Predictive Value of Plasma MicroRNA-216a/b in the Diagnosis of Esophageal Squamous Cell Carcinoma

1Department of Medical Laboratory, The First Affiliated Hospital of Zhengzhou University, Zhengzhou, Henan 450052, China
2Key Medical Laboratory of Henan Province, Zhengzhou, Henan 450052, China
3Department of Medical Laboratory, The Second Affiliated Hospital of Zhengzhou University, Zhengzhou, Henan 450052, China

Received 24 October 2015; Accepted 20 January 2016

Academic Editor: Xiaohong Li

Copyright © 2016 Shuling Dong et al. This is an open access article distributed under the Creative Commons Attribution License, which permits unrestricted use, distribution, and reproduction in any medium, provided the original work is properly cited.

Abstract

Esophageal squamous cell carcinoma (ESCC) is a common human malignancy with poor survival, which was usually diagnosed at an advanced stage. MicroRNAs (miRNAs), a class of single stranded noncoding RNAs with only 17–25 ribonucleotides, were demonstrated to play an important role in lots of cancers. In the recent years, increasing evidence revealed that circulating miRNAs exhibited great potential in the diagnosis of various types of cancers.

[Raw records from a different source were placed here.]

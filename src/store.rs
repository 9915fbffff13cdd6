//! The engine's registries
//!
//! Two containers: games by id and players by id. A player refers to its
//! game by id only, and a game lists its players by id only, so every
//! cross reference is resolved here at use time.

use std::{collections::HashMap, time::Duration};

use web_time::Instant;

use crate::{
    game::{Game, Player},
    ids::{GameId, PlayerId},
};

/// Games and players known to one engine
#[derive(Debug, Default)]
pub struct Registry {
    games: HashMap<GameId, Game>,
    players: HashMap<PlayerId, Player>,
}

impl Registry {
    /// Registers a game, replacing any game with the same id
    pub fn insert_game(&mut self, game: Game) {
        self.games.insert(game.id().clone(), game);
    }

    /// Looks up a game
    pub fn game(&self, game_id: &GameId) -> Option<&Game> {
        self.games.get(game_id)
    }

    /// Looks up a game for mutation
    pub fn game_mut(&mut self, game_id: &GameId) -> Option<&mut Game> {
        self.games.get_mut(game_id)
    }

    /// Registers a player and adds them to their game's members
    ///
    /// A previous record under the same id is replaced, and if it belonged
    /// to a different game the id is dropped from that game's members.
    /// Returns the replaced record.
    pub fn insert_player(&mut self, player: Player) -> Option<Player> {
        let previous = self.players.insert(player.id().clone(), player.clone());

        if let Some(previous) = &previous {
            if previous.game_id() != player.game_id() {
                if let Some(game) = self.games.get_mut(previous.game_id()) {
                    game.remove_player(previous.id());
                }
            }
        }

        if let Some(game) = self.games.get_mut(player.game_id()) {
            game.add_player(player.id().clone());
        }

        previous
    }

    /// Removes a player from the registry and from their game's members
    ///
    /// Returns `None` if the player was not registered.
    pub fn remove_player(&mut self, player_id: &PlayerId) -> Option<Player> {
        let player = self.players.remove(player_id)?;
        if let Some(game) = self.games.get_mut(player.game_id()) {
            game.remove_player(player_id);
        }
        Some(player)
    }

    /// Splits a player and their game into simultaneously usable borrows
    pub fn player_with_game(
        &mut self,
        player_id: &PlayerId,
    ) -> Option<(&mut Player, Option<&mut Game>)> {
        let player = self.players.get_mut(player_id)?;
        let game = self.games.get_mut(player.game_id());
        Some((player, game))
    }

    /// The registered members of a game, in join order
    ///
    /// Member ids without a player record are skipped.
    pub fn members<'a>(&'a self, game: &'a Game) -> impl Iterator<Item = &'a Player> + 'a {
        game.player_ids()
            .iter()
            .filter_map(|player_id| self.players.get(player_id))
    }

    /// Removes games idle for longer than `timeout`, with their players
    ///
    /// Returns the ids of the removed games.
    pub fn expire(&mut self, now: Instant, timeout: Duration) -> Vec<GameId> {
        let expired: Vec<GameId> = self
            .games
            .values()
            .filter(|game| now.saturating_duration_since(game.last_activity()) > timeout)
            .map(|game| game.id().clone())
            .collect();

        for game_id in &expired {
            if let Some(game) = self.games.remove(game_id) {
                for player_id in game.player_ids() {
                    if self
                        .players
                        .get(player_id)
                        .is_some_and(|player| player.game_id() == game_id)
                    {
                        self.players.remove(player_id);
                    }
                }
            }
        }

        expired
    }

    /// Number of registered games
    pub fn game_count(&self) -> usize {
        self.games.len()
    }

    /// Number of registered players
    pub fn player_count(&self) -> usize {
        self.players.len()
    }
}

#[cfg(test)]
#[cfg_attr(coverage_nightly, coverage(off))]
mod tests {
    use std::sync::Arc;

    use super::*;
    use crate::{
        ids::QuizId,
        quiz::{
            Quiz,
            tests::{answer, question},
        },
    };

    fn game(id: &str) -> Game {
        Game::new(
            GameId::from(id),
            Arc::new(Quiz {
                id: QuizId::from("quiz"),
                title: "Quiz".to_string(),
                questions: vec![question("q1", vec![answer("a1", true)])],
            }),
            None,
        )
        .unwrap()
    }

    fn player(id: &str, game_id: &str) -> Player {
        Player::new(PlayerId::from(id), id.to_string(), GameId::from(game_id))
    }

    #[test]
    fn test_insert_player_joins_game() {
        let mut registry = Registry::default();
        registry.insert_game(game("g"));
        registry.insert_player(player("p", "g"));

        let game = registry.game(&GameId::from("g")).unwrap();
        assert_eq!(game.player_ids(), &[PlayerId::from("p")]);
        assert_eq!(registry.members(game).count(), 1);
    }

    #[test]
    fn test_insert_player_moves_between_games() {
        let mut registry = Registry::default();
        registry.insert_game(game("g1"));
        registry.insert_game(game("g2"));
        registry.insert_player(player("p", "g1"));
        let previous = registry.insert_player(player("p", "g2"));

        assert_eq!(previous.unwrap().game_id(), &GameId::from("g1"));
        assert!(registry.game(&GameId::from("g1")).unwrap().player_ids().is_empty());
        assert_eq!(
            registry.game(&GameId::from("g2")).unwrap().player_ids(),
            &[PlayerId::from("p")]
        );
        assert_eq!(registry.player_count(), 1);
    }

    #[test]
    fn test_remove_player() {
        let mut registry = Registry::default();
        registry.insert_game(game("g"));
        registry.insert_player(player("p", "g"));

        assert!(registry.remove_player(&PlayerId::from("p")).is_some());
        assert!(registry.remove_player(&PlayerId::from("p")).is_none());
        assert!(registry.game(&GameId::from("g")).unwrap().player_ids().is_empty());
    }

    #[test]
    fn test_player_with_game() {
        let mut registry = Registry::default();
        registry.insert_game(game("g"));
        registry.insert_player(player("p", "g"));
        registry.insert_player(player("orphan", "missing"));

        let (player, game) = registry.player_with_game(&PlayerId::from("p")).unwrap();
        assert_eq!(player.id(), &PlayerId::from("p"));
        assert!(game.is_some());

        let (_, game) = registry.player_with_game(&PlayerId::from("orphan")).unwrap();
        assert!(game.is_none());

        assert!(registry.player_with_game(&PlayerId::from("nobody")).is_none());
    }

    #[test]
    fn test_expire_removes_idle_games_and_players() {
        let mut registry = Registry::default();
        registry.insert_game(game("g"));
        registry.insert_player(player("p", "g"));

        let later = Instant::now() + Duration::from_secs(120);
        assert!(registry.expire(Instant::now(), Duration::from_secs(60)).is_empty());

        let expired = registry.expire(later, Duration::from_secs(60));
        assert_eq!(expired, vec![GameId::from("g")]);
        assert_eq!(registry.game_count(), 0);
        assert_eq!(registry.player_count(), 0);
    }
}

The present study was designed to evaluate the diagnostic value of plasma miRNA-216a/b for ESCC. Our results showed that the expression level of plasma miRNA-216a/b was significantly lower in ESCC patients compared with that of healthy controls. The receiver operating characteristic (ROC) curve analysis yielded an area under the ROC curve (AUC) value of 0.877 [95% CI (confidence interval): 0.818–0.922] for miRNA-216a and 0.756 (95% CI: 0.685–0.819) for miRNA-216b. Clinical data indicated that plasma miRNA-216a/b were inversely correlated with lymph node metastasis and TNM stage. Additionally, the plasma miRNA-216b expression level was significantly upregulated in postoperative samples compared to preoperative samples. Our study, for the first time, demonstrated that plasma miRNA-216a/b might serve as potential biomarkers for the diagnosis of ESCC and dysregulation of miRNA-216a/b might be involved in the progression of ESCC.